Records to process:
◇ ◇ ◇

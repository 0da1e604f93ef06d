use std::collections::HashMap;

use qdrant_client::qdrant::Value;
use serde::{Deserialize, Serialize};

/// Payload key holding the chunk's string id (Qdrant point ids are numeric).
pub const CHUNK_ID_FIELD: &str = "chunk_id";
pub const TEXT_FIELD: &str = "text";
/// Payload key the airline filter matches on.
pub const AIRLINE_FIELD: &str = "airline";

/// Provenance and citation metadata attached to every chunk.
///
/// `airline` is stored lowercase; filtering is exact equality on it.
#[derive(Debug, Clone, Default, PartialEq, Eq, Serialize, Deserialize)]
#[serde(default)]
pub struct ChunkMetadata {
    pub source_file: String,
    pub source: String,
    pub url: String,
    pub captured_on: String,
    pub authority: String,
    pub airline: String,
    pub domain: String,
    pub do_not_cite: bool,
    pub chunk_index: u32,
}

impl ChunkMetadata {
    pub fn new(airline: impl Into<String>, authority: impl Into<String>) -> Self {
        Self {
            airline: airline.into(),
            authority: authority.into(),
            ..Default::default()
        }
    }

    pub fn with_do_not_cite(mut self, do_not_cite: bool) -> Self {
        self.do_not_cite = do_not_cite;
        self
    }

    pub fn with_source_file(mut self, source_file: impl Into<String>) -> Self {
        self.source_file = source_file.into();
        self
    }

    pub fn with_domain(mut self, domain: impl Into<String>) -> Self {
        self.domain = domain.into();
        self
    }

    pub fn with_chunk_index(mut self, chunk_index: u32) -> Self {
        self.chunk_index = chunk_index;
        self
    }

    fn to_payload(&self) -> HashMap<String, Value> {
        let mut payload: HashMap<String, Value> = HashMap::new();
        payload.insert("source_file".to_string(), self.source_file.clone().into());
        payload.insert("source".to_string(), self.source.clone().into());
        payload.insert("url".to_string(), self.url.clone().into());
        payload.insert("captured_on".to_string(), self.captured_on.clone().into());
        payload.insert("authority".to_string(), self.authority.clone().into());
        payload.insert(AIRLINE_FIELD.to_string(), self.airline.clone().into());
        payload.insert("domain".to_string(), self.domain.clone().into());
        payload.insert("do_not_cite".to_string(), self.do_not_cite.into());
        payload.insert("chunk_index".to_string(), (self.chunk_index as i64).into());
        payload
    }

    fn from_payload(payload: &HashMap<String, Value>) -> Self {
        let text = |key: &str| {
            payload
                .get(key)
                .and_then(|v| v.as_str())
                .map(|s| s.to_string())
                .unwrap_or_default()
        };

        Self {
            source_file: text("source_file"),
            source: text("source"),
            url: text("url"),
            captured_on: text("captured_on"),
            authority: text("authority"),
            airline: text(AIRLINE_FIELD),
            domain: text("domain"),
            do_not_cite: payload
                .get("do_not_cite")
                .and_then(|v| v.as_bool())
                .unwrap_or(false),
            chunk_index: payload
                .get("chunk_index")
                .and_then(|v| v.as_integer())
                .and_then(|i| u32::try_from(i).ok())
                .unwrap_or(0),
        }
    }
}

/// A persisted policy chunk: text, `passage:`-prefixed embedding, metadata.
#[derive(Debug, Clone)]
pub struct DocumentChunk {
    pub id: String,
    pub text: String,
    pub embedding: Vec<f32>,
    pub metadata: ChunkMetadata,
}

impl DocumentChunk {
    pub fn new(
        id: impl Into<String>,
        text: impl Into<String>,
        embedding: Vec<f32>,
        metadata: ChunkMetadata,
    ) -> Self {
        Self {
            id: id.into(),
            text: text.into(),
            embedding,
            metadata,
        }
    }

    pub(crate) fn to_payload(&self) -> HashMap<String, Value> {
        let mut payload = self.metadata.to_payload();
        payload.insert(CHUNK_ID_FIELD.to_string(), self.id.clone().into());
        payload.insert(TEXT_FIELD.to_string(), self.text.clone().into());
        payload
    }
}

/// A chunk read back from the index (no vector).
#[derive(Debug, Clone, PartialEq, Serialize)]
pub struct StoredChunk {
    pub id: String,
    pub text: String,
    pub metadata: ChunkMetadata,
}

impl StoredChunk {
    /// Rebuilds a chunk from a Qdrant payload; `None` if the chunk id is missing.
    pub fn from_payload(payload: &HashMap<String, Value>) -> Option<Self> {
        let id = payload.get(CHUNK_ID_FIELD)?.as_str()?.to_string();
        let text = payload
            .get(TEXT_FIELD)
            .and_then(|v| v.as_str())
            .map(|s| s.to_string())
            .unwrap_or_default();

        Some(Self {
            id,
            text,
            metadata: ChunkMetadata::from_payload(payload),
        })
    }
}

impl From<&DocumentChunk> for StoredChunk {
    fn from(chunk: &DocumentChunk) -> Self {
        Self {
            id: chunk.id.clone(),
            text: chunk.text.clone(),
            metadata: chunk.metadata.clone(),
        }
    }
}

/// Stage-one hit. `distance` is `1 - cosine similarity` (lower is closer).
#[derive(Debug, Clone, PartialEq)]
pub struct IndexHit {
    pub id: String,
    pub text: String,
    pub metadata: ChunkMetadata,
    pub distance: f32,
}

impl IndexHit {
    pub fn from_similarity(chunk: StoredChunk, similarity: f32) -> Self {
        Self {
            id: chunk.id,
            text: chunk.text,
            metadata: chunk.metadata,
            distance: 1.0 - similarity,
        }
    }
}

/// Numeric Qdrant point id for a chunk id (first 8 bytes of its BLAKE3 hash).
pub fn point_id_for_chunk(chunk_id: &str) -> u64 {
    let hash = blake3::hash(chunk_id.as_bytes());
    let mut bytes = [0u8; 8];
    bytes.copy_from_slice(&hash.as_bytes()[..8]);
    u64::from_le_bytes(bytes)
}

/// Lowercases and trims an airline name; blank input means "no filter".
pub fn normalize_airline(raw: &str) -> Option<String> {
    let normalized = raw.trim().to_lowercase();
    if normalized.is_empty() {
        None
    } else {
        Some(normalized)
    }
}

◇ ◇ ◇

What is being asked: Look through the entries above; copy each line where the string "normalized" appears.

Result of this exercise:
    let normalized = raw.trim().to_lowercase();
    if normalized.is_empty() {
        Some(normalized)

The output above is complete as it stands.